# Assignment Living skin detection # 


## Authors: Jan Zahn, Jonas Meier, Thomas Wiktorin ##

## Task ##

Train a classifier which is able to distinguish between living and dead materials with highest success rate
The used NN should have few most distinctive input features i.e. spectral lines

Steps:

Read all XLS and CSV data files into Python.  
Visualize them and based on your insight suggest / try some decent feature classifiers.  
Select them, train them and validate them.  
Analyse runtime and memory footprint.  
Argue why your solution is appropriate.  

EXTENSION :
please implement and compare the "Living Skin" detection using  MLP and  SVMs and radial basis functions RBFs.  
Imporant metrics are especailly confusion-matrix, precsion and recall, many more may be runtime, memory foot step  
Train time etc  


## Explanation:##

BUG NOTE: We shuffle the data to get a normalised distribution of datatypes. Sometimes the random shuffle does not shuffle the the data-matrix and class-matrix the same way order, resulting in an unusable model with 50% accuraxy. If this happens, re-run the program.
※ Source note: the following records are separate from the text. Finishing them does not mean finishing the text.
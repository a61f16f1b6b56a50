//! Annotation normalizer.
//!
//! Upload-time annotations arrive with arbitrary key casing and separators
//! (`galleryid`, `gallery-id`, `Gallery_Id`, ...). Each canonical field maps
//! to a fixed list of accepted spellings tried in priority order; the first
//! present non-empty value wins. The function is total: any map shape
//! normalizes without error.

use std::collections::HashMap;

/// Accepted spellings per canonical field, in priority order.
const GALLERY_ID_KEYS: &[&str] = &["galleryid", "gallery-id", "gallery_id"];
const TITLE_KEYS: &[&str] = &["title", "image-title", "imagetitle"];
const DESCRIPTION_KEYS: &[&str] = &["description", "image-description", "imagedescription"];
const FILE_NAME_KEYS: &[&str] = &["filename", "file-name", "file_name"];

/// Canonical annotation record. Absent fields stay unset, never empty
/// strings.
#[derive(Debug, Clone, Default, PartialEq)]
pub struct NormalizedAnnotation {
    pub gallery_id: Option<String>,
    pub title: Option<String>,
    pub description: Option<String>,
    pub file_name: Option<String>,
    /// Keys matching no canonical field, retained for pass-through (e.g.
    /// propagating custom annotations onto generated thumbnails).
    pub overflow: HashMap<String, String>,
}

/// Normalize a raw annotation map into the canonical record.
pub fn normalize(annotations: &HashMap<String, String>) -> NormalizedAnnotation {
    let folded: HashMap<String, &str> = annotations
        .iter()
        .map(|(k, v)| (k.to_lowercase(), v.as_str()))
        .collect();

    let pick = |spellings: &[&str]| {
        spellings
            .iter()
            .find_map(|k| folded.get(*k).filter(|v| !v.is_empty()))
            .map(|v| v.to_string())
    };

    let recognized = |key: &str| {
        [GALLERY_ID_KEYS, TITLE_KEYS, DESCRIPTION_KEYS, FILE_NAME_KEYS]
            .iter()
            .any(|spellings| spellings.contains(&key))
    };

    let overflow = annotations
        .iter()
        .filter(|(k, _)| !recognized(k.to_lowercase().as_str()))
        .map(|(k, v)| (k.clone(), v.clone()))
        .collect();

    NormalizedAnnotation {
        gallery_id: pick(GALLERY_ID_KEYS),
        title: pick(TITLE_KEYS),
        description: pick(DESCRIPTION_KEYS),
        file_name: pick(FILE_NAME_KEYS),
        overflow,
    }
}
//! Postgres catalog writer.
//!
//! Table names come from configuration and are interpolated into the insert
//! statements, so they are validated as plain SQL identifiers at
//! construction; a malformed name is a typed startup error, not a per-call
//! soft failure.

use async_trait::async_trait;
use chrono::Utc;
use galleria_core::config::is_sql_identifier;
use galleria_core::models::NewImage;
use galleria_core::{CatalogConfig, ConfigError};
use sqlx::PgPool;
use uuid::Uuid;

use crate::writer::{CatalogError, CatalogWriter};

#[derive(Clone)]
pub struct PgCatalog {
    pool: PgPool,
    insert_image_sql: String,
    insert_association_sql: String,
}

impl PgCatalog {
    pub fn new(pool: PgPool, config: &CatalogConfig) -> Result<Self, ConfigError> {
        for (field, table) in [
            ("IMAGE_TABLE_NAME", &config.image_table),
            ("GALLERY_IMAGE_TABLE_NAME", &config.gallery_image_table),
        ] {
            if !is_sql_identifier(table) {
                return Err(ConfigError::Invalid {
                    field,
                    reason: format!("{:?} is not a valid table identifier", table),
                });
            }
        }

        Ok(Self {
            pool,
            insert_image_sql: build_insert_image_sql(&config.image_table),
            insert_association_sql: build_insert_association_sql(&config.gallery_image_table),
        })
    }
}

fn build_insert_image_sql(table: &str) -> String {
    format!(
        r#"
        INSERT INTO {} (
            id, title, description, file_name,
            uploaded_at, created_at, updated_at,
            content_type, source_key, thumbnail_key,
            width, height, file_size, capture_metadata
        )
        VALUES ($1, $2, $3, $4, $5, $6, $7, $8, $9, $10, $11, $12, $13, $14)
        "#,
        table
    )
}

fn build_insert_association_sql(table: &str) -> String {
    format!(
        r#"
        INSERT INTO {} (
            id, gallery_id, image_id,
            added_at, created_at, updated_at, display_order
        )
        VALUES ($1, $2, $3, $4, $5, $6, $7)
        "#,
        table
    )
}

#[async_trait]
impl CatalogWriter for PgCatalog {
    async fn create_image(&self, image: NewImage) -> Result<Uuid, CatalogError> {
        let id = Uuid::new_v4();
        let now = Utc::now();

        sqlx::query(&self.insert_image_sql)
            .bind(id)
            .bind(&image.title)
            .bind(&image.description)
            .bind(&image.file_name)
            .bind(now)
            .bind(now)
            .bind(now)
            .bind(&image.content_type)
            .bind(&image.source_key)
            .bind(&image.thumbnail_key)
            .bind(image.width)
            .bind(image.height)
            .bind(image.file_size)
            .bind(&image.capture_metadata)
            .execute(&self.pool)
            .await
            .map_err(|e| CatalogError::WriteFailed(e.to_string()))?;

        tracing::info!(
            image_id = %id,
            source_key = %image.source_key,
            "Image record created"
        );

        Ok(id)
    }

    async fn create_association(
        &self,
        gallery_id: &str,
        image_id: Uuid,
        display_order: Option<i32>,
    ) -> Result<Uuid, CatalogError> {
        let id = Uuid::new_v4();
        let now = Utc::now();

        sqlx::query(&self.insert_association_sql)
            .bind(id)
            .bind(gallery_id)
            .bind(image_id)
            .bind(now)
            .bind(now)
            .bind(now)
            .bind(display_order)
            .execute(&self.pool)
            .await
            .map_err(|e| CatalogError::WriteFailed(e.to_string()))?;

        tracing::info!(
            association_id = %id,
            gallery_id = gallery_id,
            image_id = %image_id,
            "Gallery association created"
        );

        Ok(id)
    }
}
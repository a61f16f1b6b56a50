//! Galleria Ingest Library
//!
//! Consumes "object created" notification batches and runs each reference
//! through fetch → extract → render → store → catalog. Individual failures
//! are isolated: one corrupt upload never blocks the rest of the batch, and
//! the external boundary always acknowledges with a fixed-shape response.

pub mod event;
pub mod orchestrator;
pub mod outcome;

// Re-export commonly used types
pub use event::{AckResponse, NotificationBatch, ObjectRef};
pub use orchestrator::Orchestrator;
pub use outcome::{BatchReport, IngestOutcome, SkipReason};
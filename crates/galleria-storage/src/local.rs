use crate::traits::{ObjectStore, StorageError, StorageResult, StoredObject};
use async_trait::async_trait;
use galleria_core::StorageBackend;
use serde::{Deserialize, Serialize};
use std::collections::HashMap;
use std::path::{Path, PathBuf};
use tokio::fs;

/// Sidecar record holding what a filesystem cannot: the declared content
/// type and the upload-time annotation map.
#[derive(Debug, Default, Serialize, Deserialize)]
struct SidecarMeta {
    content_type: String,
    #[serde(default)]
    annotations: HashMap<String, String>,
}

const SIDECAR_SUFFIX: &str = ".meta.json";

/// Local filesystem storage implementation.
///
/// Objects live at `{base_path}/{container}/{key}`; content type and
/// annotations are kept in a JSON sidecar next to each object.
#[derive(Clone)]
pub struct LocalStore {
    base_path: PathBuf,
}

impl LocalStore {
    /// Create a new LocalStore rooted at `base_path`.
    pub async fn new(base_path: impl Into<PathBuf>) -> StorageResult<Self> {
        let base_path = base_path.into();

        fs::create_dir_all(&base_path).await.map_err(|e| {
            StorageError::ConfigError(format!(
                "Failed to create storage directory {}: {}",
                base_path.display(),
                e
            ))
        })?;

        Ok(LocalStore { base_path })
    }

    /// Convert container + key to a filesystem path, rejecting traversal
    /// sequences that could escape the base directory.
    fn key_to_path(&self, container: &str, key: &str) -> StorageResult<PathBuf> {
        for part in [container, key] {
            if part.contains("..") || part.starts_with('/') || part.is_empty() {
                return Err(StorageError::InvalidKey(format!(
                    "{:?} contains invalid characters",
                    part
                )));
            }
        }
        Ok(self.base_path.join(container).join(key))
    }

    fn sidecar_path(path: &Path) -> PathBuf {
        let mut s = path.as_os_str().to_os_string();
        s.push(SIDECAR_SUFFIX);
        PathBuf::from(s)
    }

    async fn ensure_parent_dir(path: &Path) -> StorageResult<()> {
        if let Some(parent) = path.parent() {
            fs::create_dir_all(parent).await?;
        }
        Ok(())
    }
}

#[async_trait]
impl ObjectStore for LocalStore {
    async fn get(&self, container: &str, key: &str) -> StorageResult<StoredObject> {
        let path = self.key_to_path(container, key)?;

        let bytes = match fs::read(&path).await {
            Ok(bytes) => bytes,
            Err(e) if e.kind() == std::io::ErrorKind::NotFound => {
                return Err(StorageError::NotFound(key.to_string()));
            }
            Err(e) => return Err(StorageError::DownloadFailed(e.to_string())),
        };

        if bytes.is_empty() {
            return Err(StorageError::EmptyBody(key.to_string()));
        }

        let meta = match fs::read(Self::sidecar_path(&path)).await {
            Ok(raw) => serde_json::from_slice::<SidecarMeta>(&raw).unwrap_or_default(),
            Err(_) => SidecarMeta::default(),
        };

        Ok(StoredObject {
            bytes,
            content_type: meta.content_type,
            annotations: meta.annotations,
        })
    }

    async fn put(
        &self,
        container: &str,
        key: &str,
        bytes: Vec<u8>,
        content_type: &str,
        annotations: &HashMap<String, String>,
    ) -> StorageResult<()> {
        let path = self.key_to_path(container, key)?;
        Self::ensure_parent_dir(&path).await?;

        let size = bytes.len();
        fs::write(&path, bytes)
            .await
            .map_err(|e| StorageError::UploadFailed(e.to_string()))?;

        let meta = SidecarMeta {
            content_type: content_type.to_string(),
            annotations: annotations.clone(),
        };
        let raw = serde_json::to_vec(&meta)
            .map_err(|e| StorageError::UploadFailed(e.to_string()))?;
        fs::write(Self::sidecar_path(&path), raw)
            .await
            .map_err(|e| StorageError::UploadFailed(e.to_string()))?;

        tracing::debug!(
            container = container,
            key = key,
            size_bytes = size,
            "Local store write"
        );

        Ok(())
    }

    async fn exists(&self, container: &str, key: &str) -> StorageResult<bool> {
        let path = self.key_to_path(container, key)?;
        Ok(fs::try_exists(&path).await?)
    }

    fn backend_type(&self) -> StorageBackend {
        StorageBackend::Local
    }
}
In our first program we chose to use all 121 values on the input layer, and see how accurate our model is. We reached over 96 percent accuracy consistently. Using different sizes of epochs/batch_size/validation data/training data/test data/hidden layers did not change our results in huge ways. However, I believe the size of the hidden layers is better to be small due to overfitting.   

One problem existed in the unequal representation of classes. The "living Material" has just 6 examples, while the other class is represented by 171 data sets. To reach a high accuracy, our model just classified everything as "dead material" and had instant high training and validation accuracy. Of course, this accuracy is meaningless, since we are often interested in the under represented class.  

At first, we tried to weight our examples by the means of sensitivity and specificity.  

sensitivity = true positives / positives  
specificity = true negatives / negatives  

Our model always predicts dead material and therefore has a sensitivity of 0 and specificity of 1.  
We want to achieve a model that gets close to both sensitivity and specificity beeing 1.  

Weighting did not fix our issues, so we increased the number of positive examples by duplicating them, until the numbers for each class were equal.  
This fixed our issue and we got high accuracy (>95%) and a sensitivity & specificity value close to 1.

In the second program we reduced our number of features, otherwise it is the same. 
We reduced the input layer from 121 to 12.

We looked at the second derivative and the concavity (see program 2 graphs) seemed to provide a few distinct values, important for our few features. We chose the points where the second derivative is in its extremes for both min and max, resulting in a total of 12 points.   
This resulted in a higher accuracy (>98%) and a more stable learning (see last graphs in program two)  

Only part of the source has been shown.